Image classification method based on cluster recurrent neural network

Technical Field

the invention provides an image classification method based on a cluster recurrent neural network.

Technical Field

Many problems in the field of artificial intelligence ultimately require classification calculations, most typically image recognition. The traditional classification methods include a support vector machine, a decision tree and the like. These methods can be regarded as supervised learning, i.e. by inputting data and its corresponding labels, the optimal classification surface is found by solving a given optimization objective function. In addition, deep neural networks may also be used to implement data classification. The deep neural network usually adjusts parameters of the deep neural network by setting an optimization objective function and utilizing an error back propagation method so as to achieve the purpose of classifying by utilizing the network. However, the error back propagation method requires computation of complex function gradients and layer-by-layer transfer of the gradient values of the errors, and the complexity of this computation makes it difficult to implement the error back propagation method in the biological brain. Therefore, methods such as support vector machines and deep neural networks that implement classification by supervised learning are considered to be not feasible in physiological sense, that is, the biological brain may implement classification calculation by methods different from supervised learning.

a class of reinforcement learning methods that implement classification by reward signals is considered more physiologically feasible, and the main reasons for this include the following two aspects. The first reason is that reinforcement learning does not require classification results (labels corresponding to data) but only feedback signals (hereinafter referred to as rewards) that the classification results are correct or incorrect. The second reason is that experimental results of neurophysiology indicate that reward signals are closely related to mesencephalic dopamine neurons. Although reinforcement learning has been successful in solving complex decision-making tasks such as go, such reinforcement learning approaches tend to focus only on solving specific engineering problems, neglecting the feasibility in its physiological sense.

disclosure of Invention

The invention provides a cluster recurrent neural network and a method for realizing image classification by applying reward signals to modulate synapses of the neural network according to the latest research result of neuroscience. The structure of the cluster recurrent neural network comprises a plurality of clusters, each cluster is composed of neurons which are connected with each other in a recurrent mode, and the neurons in the clusters are calculated in a manner of exclusive sharing by a winner. In addition, expression modes of neurons among different clusters are combined through a learning method based on synapse modulation of reward signals, and therefore classification calculation of images is achieved. The network structure and the learning method not only have the characteristics of simple calculation and realization, but also have feasibility in physiological significance. The test result of the method in the handwritten number recognition data set shows that the classification method has certain universality and is easy to realize by hardware.

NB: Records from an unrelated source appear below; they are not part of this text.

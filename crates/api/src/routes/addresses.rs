//! Owned-address routes: mark an address as mine, list, unmark.

use axum::extract::State;
use axum::http::StatusCode;
use axum::routing::get;
use axum::{Json, Router};
use serde::Deserialize;

use blockdesk_common::error::AppError;
use blockdesk_common::types::OwnedAddress;
use blockdesk_engine::allocator::OrderAllocator;
use blockdesk_engine::inventory::AddressInventory;
use blockdesk_engine::validation::normalize_currency;

use crate::extract::{ApiJson, ApiQuery};
use crate::middleware::auth::AuthUser;
use crate::state::AppState;

pub fn router() -> Router<AppState> {
    Router::new()
        .route(
            "/api/addresses",
            get(list_addresses).post(claim_address).delete(unclaim_address),
        )
        .route("/api/addresses/available", get(available_addresses))
}

#[derive(Debug, Deserialize)]
pub struct ClaimRequest {
    pub address: String,
    pub currency: String,
}

#[derive(Debug, Deserialize)]
pub struct UnclaimRequest {
    pub address: String,
}

#[derive(Debug, Deserialize)]
pub struct AvailableQuery {
    pub currency: String,
}

/// GET /api/addresses — Addresses the user has marked as theirs.
async fn list_addresses(
    State(state): State<AppState>,
    auth: AuthUser,
) -> Result<Json<Vec<OwnedAddress>>, AppError> {
    let addresses = AddressInventory::list(&state.pool, auth.user_id).await?;
    Ok(Json(addresses))
}

/// POST /api/addresses — Mark a previously searched address as mine.
async fn claim_address(
    State(state): State<AppState>,
    auth: AuthUser,
    ApiJson(req): ApiJson<ClaimRequest>,
) -> Result<Json<OwnedAddress>, AppError> {
    let owned =
        AddressInventory::claim(&state.pool, auth.user_id, &req.address, &req.currency).await?;
    Ok(Json(owned))
}

/// DELETE /api/addresses — Unmark an address.
async fn unclaim_address(
    State(state): State<AppState>,
    auth: AuthUser,
    ApiJson(req): ApiJson<UnclaimRequest>,
) -> Result<StatusCode, AppError> {
    AddressInventory::unclaim(&state.pool, auth.user_id, &req.address).await?;
    Ok(StatusCode::NO_CONTENT)
}

/// GET /api/addresses/available?currency=BTC — Addresses free to receive a new order.
async fn available_addresses(
    State(state): State<AppState>,
    auth: AuthUser,
    ApiQuery(query): ApiQuery<AvailableQuery>,
) -> Result<Json<Vec<OwnedAddress>>, AppError> {
    let currency = normalize_currency(&query.currency)?;
    let addresses = OrderAllocator::available(&state.pool, auth.user_id, &currency).await?;
    Ok(Json(addresses))
}
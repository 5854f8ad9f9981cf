use sqlx::PgPool;
use sqlx::postgres::PgPoolOptions;

/// Create a PostgreSQL connection pool.
///
/// `max_connections` controls the maximum number of connections in the pool.
/// Pass `AppConfig::db_max_connections` for the user-configured value (default 20).
pub async fn create_pool(database_url: &str, max_connections: u32) -> anyhow::Result<PgPool> {
    let pool = PgPoolOptions::new()
        .max_connections(max_connections)
        .acquire_timeout(std::time::Duration::from_secs(5))
        .connect(database_url)
        .await?;

    tracing::info!(max_connections, "Connected to PostgreSQL");
    Ok(pool)
}

/// Apply the embedded schema migrations.
pub async fn run_migrations(pool: &PgPool) -> anyhow::Result<()> {
    sqlx::migrate!("../../migrations").run(pool).await?;
    tracing::info!("Database migrations applied");
    Ok(())
}
//! Shared application state for the Axum API server.

use std::sync::Arc;

use blockdesk_common::config::AppConfig;
use blockdesk_engine::throttle::SearchThrottle;
use blockdesk_ledger::LedgerClient;
use redis::aio::ConnectionManager;
use sqlx::PgPool;

/// Application state shared across all route handlers via Axum `State`.
#[derive(Clone)]
pub struct AppState {
    pub pool: PgPool,
    pub redis: ConnectionManager,
    pub ledger: Arc<dyn LedgerClient>,
    pub throttle: SearchThrottle,
    pub config: AppConfig,
}

impl AppState {
    pub fn new(
        pool: PgPool,
        redis: ConnectionManager,
        ledger: Arc<dyn LedgerClient>,
        config: AppConfig,
    ) -> Self {
        Self {
            pool,
            redis,
            ledger,
            throttle: SearchThrottle::new(config.search_throttle_seconds),
            config,
        }
    }
}
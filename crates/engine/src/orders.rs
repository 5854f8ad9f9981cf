//! Order lifecycle: pending orders bound to a deposit address, and their
//! transition to completed.

use rust_decimal::Decimal;
use serde::Deserialize;
use sqlx::PgPool;
use uuid::Uuid;

use blockdesk_common::error::{AppError, is_unique_violation};
use blockdesk_common::types::{Order, Side};

use crate::allocator::OrderAllocator;
use crate::validation::{TradingPair, validate_amount};

/// Order columns joined with the deposit address. Expects `o` / `oa` aliases.
const ORDER_COLUMNS: &str = r#"
    o.id, o.deposit_address_id, oa.address AS deposit_address,
    oa.currency AS deposit_currency, o.amount, o.pair, o.side,
    o.completed, o.created_at, o.updated_at
"#;

/// Allocate-and-insert attempts before giving up with `NoAvailableAddress`.
const ALLOCATION_ATTEMPTS: u32 = 2;

/// Parameters for creating a new order.
#[derive(Debug, Clone, Deserialize)]
pub struct CreateOrderParams {
    pub amount: Decimal,
    pub pair: String,
    pub side: Side,
}

/// Service layer for orders.
pub struct OrderService;

impl OrderService {
    /// Create a pending order on a freshly allocated deposit address.
    ///
    /// Allocation and insert share one transaction; the allocated address is
    /// row-locked until commit. A pick that a concurrent order claimed first
    /// is retried once on a fresh snapshot.
    pub async fn create(
        pool: &PgPool,
        user_id: Uuid,
        params: &CreateOrderParams,
    ) -> Result<Order, AppError> {
        let pair = TradingPair::parse(&params.pair)?;
        validate_amount(params.amount)?;
        let currency = pair.deposit_currency(params.side);

        for attempt in 1..=ALLOCATION_ATTEMPTS {
            if let Some(order) = Self::try_create(pool, user_id, currency, &pair, params).await? {
                tracing::info!(
                    order_id = order.id,
                    user_id = %user_id,
                    pair = %order.pair,
                    side = %order.side,
                    deposit_address = %order.deposit_address,
                    "Order created"
                );
                return Ok(order);
            }
            tracing::debug!(
                user_id = %user_id,
                currency,
                attempt,
                "Deposit address taken by a concurrent order"
            );
        }

        Err(AppError::NoAvailableAddress)
    }

    /// One allocate-and-insert transaction. `None` when the picked address
    /// already has a pending order committed by another transaction.
    async fn try_create(
        pool: &PgPool,
        user_id: Uuid,
        currency: &str,
        pair: &TradingPair,
        params: &CreateOrderParams,
    ) -> Result<Option<Order>, AppError> {
        let mut tx = pool.begin().await?;

        let deposit = OrderAllocator::allocate(&mut tx, user_id, currency).await?;

        let inserted: Result<Order, sqlx::Error> = sqlx::query_as(&format!(
            r#"
            WITH o AS (
                INSERT INTO orders (deposit_address_id, amount, pair, side)
                VALUES ($1, $2, $3, $4)
                RETURNING *
            )
            SELECT {ORDER_COLUMNS}
            FROM o JOIN owned_addresses oa ON oa.id = o.deposit_address_id
            "#
        ))
        .bind(deposit.id)
        .bind(params.amount)
        .bind(pair.to_string())
        .bind(i16::from(params.side))
        .fetch_one(&mut *tx)
        .await;

        match inserted {
            Ok(order) => {
                tx.commit().await?;
                Ok(Some(order))
            }
            Err(e) if is_unique_violation(&e) => Ok(None),
            Err(e) => Err(AppError::Database(e)),
        }
    }

    /// Set an order's completed flag.
    ///
    /// Re-opening (`completed = false`) is accepted, but fails with
    /// `AddressInUse` if the deposit address has since been bound to another
    /// pending order.
    pub async fn complete(
        pool: &PgPool,
        user_id: Uuid,
        order_id: i64,
        completed: bool,
    ) -> Result<Order, AppError> {
        // Verify ownership
        let existing = Self::get(pool, user_id, order_id).await?;

        sqlx::query("UPDATE orders SET completed = $1, updated_at = NOW() WHERE id = $2")
            .bind(completed)
            .bind(existing.id)
            .execute(pool)
            .await
            .map_err(|e| {
                if is_unique_violation(&e) {
                    AppError::AddressInUse(format!(
                        "{} is already bound to another pending order",
                        existing.deposit_address
                    ))
                } else {
                    AppError::Database(e)
                }
            })?;

        tracing::info!(order_id, user_id = %user_id, completed, "Order completion updated");

        Self::get(pool, user_id, order_id).await
    }

    /// Get one of the user's orders.
    pub async fn get(pool: &PgPool, user_id: Uuid, order_id: i64) -> Result<Order, AppError> {
        sqlx::query_as(&format!(
            r#"
            SELECT {ORDER_COLUMNS}
            FROM orders o JOIN owned_addresses oa ON oa.id = o.deposit_address_id
            WHERE o.id = $1 AND oa.user_id = $2
            "#
        ))
        .bind(order_id)
        .bind(user_id)
        .fetch_optional(pool)
        .await?
        .ok_or_else(|| AppError::NotFound(format!("Order {} not found", order_id)))
    }

    /// The user's orders, newest first, optionally filtered by completion.
    pub async fn list(
        pool: &PgPool,
        user_id: Uuid,
        completed: Option<bool>,
    ) -> Result<Vec<Order>, AppError> {
        let orders: Vec<Order> = sqlx::query_as(&format!(
            r#"
            SELECT {ORDER_COLUMNS}
            FROM orders o JOIN owned_addresses oa ON oa.id = o.deposit_address_id
            WHERE oa.user_id = $1 AND ($2::boolean IS NULL OR o.completed = $2)
            ORDER BY o.id DESC
            "#
        ))
        .bind(user_id)
        .bind(completed)
        .fetch_all(pool)
        .await?;

        Ok(orders)
    }
}
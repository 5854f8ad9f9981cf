//! Health check endpoint.

use axum::extract::State;
use axum::routing::get;
use axum::{Json, Router};
use serde_json::json;

use crate::state::AppState;

pub fn router() -> Router<AppState> {
    Router::new().route("/health", get(health_check))
}

async fn health_check(State(state): State<AppState>) -> Json<serde_json::Value> {
    let database = match sqlx::query("SELECT 1").execute(&state.pool).await {
        Ok(_) => "ok",
        Err(e) => {
            tracing::warn!(error = %e, "Health check: database unreachable");
            "unavailable"
        }
    };

    Json(json!({
        "status": "ok",
        "service": "blockdesk-api",
        "version": env!("CARGO_PKG_VERSION"),
        "database": database,
    }))
}
//! Aggregate balance across a user's owned addresses.

use serde::Serialize;
use sqlx::PgPool;
use uuid::Uuid;

use blockdesk_common::error::AppError;
use blockdesk_ledger::LedgerClient;

use crate::inventory::AddressInventory;

/// Sum of `final_balance` over the user's addresses, in satoshis.
#[derive(Debug, Clone, PartialEq, Eq, Serialize)]
pub struct BalanceSummary {
    pub balance: i64,
    pub addresses: usize,
}

pub struct BalanceService;

impl BalanceService {
    /// Query the ledger for every owned address and sum the balances.
    ///
    /// A user with no addresses has a zero balance and no upstream call is
    /// made. An upstream failure is reported as `NotFound`.
    pub async fn total(
        pool: &PgPool,
        ledger: &dyn LedgerClient,
        user_id: Uuid,
    ) -> Result<BalanceSummary, AppError> {
        let addresses: Vec<String> = AddressInventory::list(pool, user_id)
            .await?
            .into_iter()
            .map(|owned| owned.address)
            .collect();

        if addresses.is_empty() {
            return Ok(BalanceSummary {
                balance: 0,
                addresses: 0,
            });
        }

        let sheet = ledger.balances(&addresses).await.map_err(|e| {
            tracing::info!(user_id = %user_id, error = %e, "Balance lookup failed");
            AppError::NotFound("Balance is unavailable for these addresses".to_string())
        })?;

        Ok(BalanceSummary {
            balance: sheet.total(),
            addresses: addresses.len(),
        })
    }
}
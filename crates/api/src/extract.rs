//! Request extractors whose rejections use the `{"error": ...}` body.

use axum::extract::FromRequest;
use axum::extract::FromRequestParts;

use blockdesk_common::error::AppError;

/// `axum::Json` that rejects malformed bodies with `AppError::Validation`.
#[derive(Debug, FromRequest)]
#[from_request(via(axum::Json), rejection(AppError))]
pub struct ApiJson<T>(pub T);

/// `axum::extract::Query` that rejects bad query strings with `AppError::Validation`.
#[derive(Debug, FromRequestParts)]
#[from_request(via(axum::extract::Query), rejection(AppError))]
pub struct ApiQuery<T>(pub T);

/// `axum::extract::Path` that rejects unparsable segments with `AppError::Validation`.
#[derive(Debug, FromRequestParts)]
#[from_request(via(axum::extract::Path), rejection(AppError))]
pub struct ApiPath<T>(pub T);
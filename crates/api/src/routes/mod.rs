pub mod addresses;
pub mod auth;
pub mod balance;
pub mod health;
pub mod orders;
pub mod search;

use axum::Router;

use crate::state::AppState;

/// Build the complete API router with all routes.
pub fn create_router(state: AppState) -> Router {
    Router::new()
        .merge(health::router())
        .merge(auth::router())
        .merge(search::router())
        .merge(addresses::router())
        .merge(balance::router())
        .merge(orders::router())
        .with_state(state)
}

The invention constructs a cluster recurrent neural network based on neuron cluster, maps low-dimensional image data into a high-dimensional space, extracts image characteristics in the high-dimensional space in a manner of exclusive sharing by a winner, and learns the mapping from the image characteristics to image categories by reward signals so as to realize the recognition function.

the technical scheme adopted by the invention for solving the technical problems is as follows:

an image classification method based on a cluster recurrent neural network specifically comprises the following steps:

1. and preprocessing the image to be recognized to form an input vector.

2. an image feature extraction method based on a neuron cluster recurrent neural network. The method is characterized in that a high-dimensional recursion layer with a neuron cluster is constructed, and feature extraction is completed in the neuron cluster in a manner of exclusive sharing of a winner. The method comprises the following steps:

2.1. and taking an input vector after image preprocessing to be recognized as an input of a network, and recording as a one-dimensional column vector I containing m neurons, namely [ I1, I2,.. multidot.im ] T.

2.2. a recursive layer M is constructed comprising n neurons, and a neuron cluster is formed. All neurons were randomly divided into k equal-sized clusters, i.e. each cluster contained n/k neurons, and the neuron cluster was designated Clusteri, i-1, 2. Neurons within a neuron cluster are not connected to each other, while neurons within a neuron cluster are connected to each other.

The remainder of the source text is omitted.